### TASK OBJECTIVE
Search the data for lines holding the word "KotakMarginData". State how many there are, and nothing else.

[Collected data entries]
=======
impl SubscriptionEncoder for KotakEncoder {
    fn subscribe_frame(&self, request: &NativeSubscription) -> String {
        Self::frame("sub", request)
    }

    fn unsubscribe_frame(&self, request: &NativeSubscription) -> String {
        Self::frame("unsub", request)
    }
}

// =============================================================================
// Margin
// =============================================================================

#[derive(Debug, Deserialize)]
struct KotakMarginResponse {
    stat: Option<String>,
    #[serde(rename = "errMsg")]
    err_msg: Option<String>,
    data: Option<KotakMarginData>,
}

#[derive(Debug, Deserialize)]
struct KotakMarginData {
    #[serde(rename = "totMrgnUsd")]
    total_margin: Option<Decimal>,
    #[serde(rename = "spanMrgn")]
    span_margin: Option<Decimal>,
    #[serde(rename = "expoMrgn")]
    exposure_margin: Option<Decimal>,
    #[serde(rename = "avlCash")]
    available_cash: Option<Decimal>,
}

/// Kotak margin API translation.
#[derive(Debug, Clone)]
pub struct KotakMarginCalculator {
    mappings: BrokerMappings,
}

impl KotakMarginCalculator {
    /// Create a calculator over Kotak's code tables.
    #[must_use]
    pub const fn new(mappings: BrokerMappings) -> Self {
        Self { mappings }
    }
}
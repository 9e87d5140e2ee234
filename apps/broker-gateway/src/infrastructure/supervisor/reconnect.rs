//! Reconnection Policy
//!
//! Exponential backoff with jitter between adapter reconnect attempts.

use std::time::Duration;

use rand::Rng;

/// Configuration for reconnection behavior.
#[derive(Debug, Clone, PartialEq)]
pub struct ReconnectConfig {
    /// Delay before the first attempt.
    pub initial_delay: Duration,
    /// Upper bound on any delay before jitter.
    pub max_delay: Duration,
    /// Growth factor per attempt.
    pub multiplier: f64,
    /// Jitter as a fraction of the delay (0.1 = ±10%).
    pub jitter_factor: f64,
    /// Attempts before giving up (0 = unlimited).
    pub max_attempts: u32,
}

impl Default for ReconnectConfig {
    fn default() -> Self {
        Self {
            initial_delay: Duration::from_millis(500),
            max_delay: Duration::from_secs(30),
            multiplier: 2.0,
            jitter_factor: 0.1,
            max_attempts: 0,
        }
    }
}

impl ReconnectConfig {
    /// Build from the gateway reconnect settings.
    #[must_use]
    pub const fn from_settings(settings: &crate::infrastructure::config::ReconnectSettings) -> Self {
        Self {
            initial_delay: settings.initial_delay,
            max_delay: settings.max_delay,
            multiplier: settings.multiplier,
            jitter_factor: 0.1,
            max_attempts: settings.max_attempts,
        }
    }

    /// Same configuration without jitter.
    #[must_use]
    pub const fn without_jitter(mut self) -> Self {
        self.jitter_factor = 0.0;
        self
    }

    /// Un-jittered delay before attempt `attempt` (1-based).
    #[must_use]
    pub fn base_delay(&self, attempt: u32) -> Duration {
        let exponent = i32::try_from(attempt.saturating_sub(1)).unwrap_or(i32::MAX);
        let initial = self.initial_delay.as_secs_f64();
        let scaled = initial * self.multiplier.max(1.0).powi(exponent);
        let capped = scaled.min(self.max_delay.as_secs_f64());
        if capped.is_finite() && capped > 0.0 {
            Duration::from_secs_f64(capped)
        } else {
            self.max_delay
        }
    }
}

/// Stateful backoff sequence for one supervised adapter.
#[derive(Debug)]
pub struct ReconnectPolicy {
    config: ReconnectConfig,
    attempt_count: u32,
}

impl ReconnectPolicy {
    /// Create a new policy.
    #[must_use]
    pub const fn new(config: ReconnectConfig) -> Self {
        Self {
            config,
            attempt_count: 0,
        }
    }

    /// Delay before the next attempt, or `None` once attempts are exhausted.
    #[must_use]
    pub fn next_delay(&mut self) -> Option<Duration> {
        if !self.should_retry() {
            return None;
        }
        self.attempt_count += 1;
        Some(self.apply_jitter(self.config.base_delay(self.attempt_count)))
    }

    /// Start over after a successful reconnect.
    pub const fn reset(&mut self) {
        self.attempt_count = 0;
    }

    /// Attempts made since the last reset.
    #[must_use]
    pub const fn attempt_count(&self) -> u32 {
        self.attempt_count
    }

    /// Whether another attempt is allowed.
    #[must_use]
    pub const fn should_retry(&self) -> bool {
        self.config.max_attempts == 0 || self.attempt_count < self.config.max_attempts
    }

    fn apply_jitter(&self, delay: Duration) -> Duration {
        if self.config.jitter_factor <= 0.0 {
            return delay;
        }
        let base = delay.as_secs_f64();
        let range = base * self.config.jitter_factor;
        let jitter: f64 = rand::rng().random_range(-range..=range);
        Duration::from_secs_f64((base + jitter).max(0.001))
    }
}

#[cfg(test)]
mod tests {
    use proptest::prelude::*;
    use test_case::test_case;

    use super::*;

    fn config(max_attempts: u32) -> ReconnectConfig {
        ReconnectConfig {
            initial_delay: Duration::from_millis(100),
            max_delay: Duration::from_secs(1),
            multiplier: 2.0,
            jitter_factor: 0.0,
            max_attempts,
        }
    }

    #[test_case(1, 100 ; "first attempt uses initial delay")]
    #[test_case(2, 200 ; "second attempt doubles")]
    #[test_case(4, 800 ; "fourth attempt")]
    #[test_case(5, 1000 ; "capped at max")]
    #[test_case(40, 1000 ; "stays capped")]
    fn base_delay_grows_and_caps(attempt: u32, expected_ms: u64) {
        assert_eq!(config(0).base_delay(attempt), Duration::from_millis(expected_ms));
    }

    #[test]
    fn policy_stops_after_max_attempts() {
        let mut policy = ReconnectPolicy::new(config(2));
        assert!(policy.next_delay().is_some());
        assert!(policy.next_delay().is_some());
        assert!(policy.next_delay().is_none());
        assert_eq!(policy.attempt_count(), 2);
        assert!(!policy.should_retry());
    }

    #[test]
    fn reset_restarts_sequence() {
        let mut policy = ReconnectPolicy::new(config(0));
        let _ = policy.next_delay();
        let _ = policy.next_delay();

        policy.reset();
        assert_eq!(policy.attempt_count(), 0);
        assert_eq!(policy.next_delay(), Some(Duration::from_millis(100)));
    }

    #[test]
    fn unlimited_attempts_never_exhaust() {
        let mut policy = ReconnectPolicy::new(config(0));
        for _ in 0..500 {
            assert!(policy.next_delay().is_some());
        }
    }

    proptest! {
        #[test]
        fn jitter_stays_within_ten_percent(attempt in 1u32..20) {
            let cfg = ReconnectConfig { jitter_factor: 0.1, ..config(0) };
            let base = cfg.base_delay(attempt).as_secs_f64();
            let mut policy = ReconnectPolicy::new(cfg);
            for _ in 1..attempt {
                let _ = policy.next_delay();
            }
            let delay = policy.next_delay().unwrap().as_secs_f64();
            prop_assert!(delay >= base * 0.9 - 1e-9);
            prop_assert!(delay <= base * 1.1 + 1e-9);
        }
    }
}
=======
### TASK RESULT
2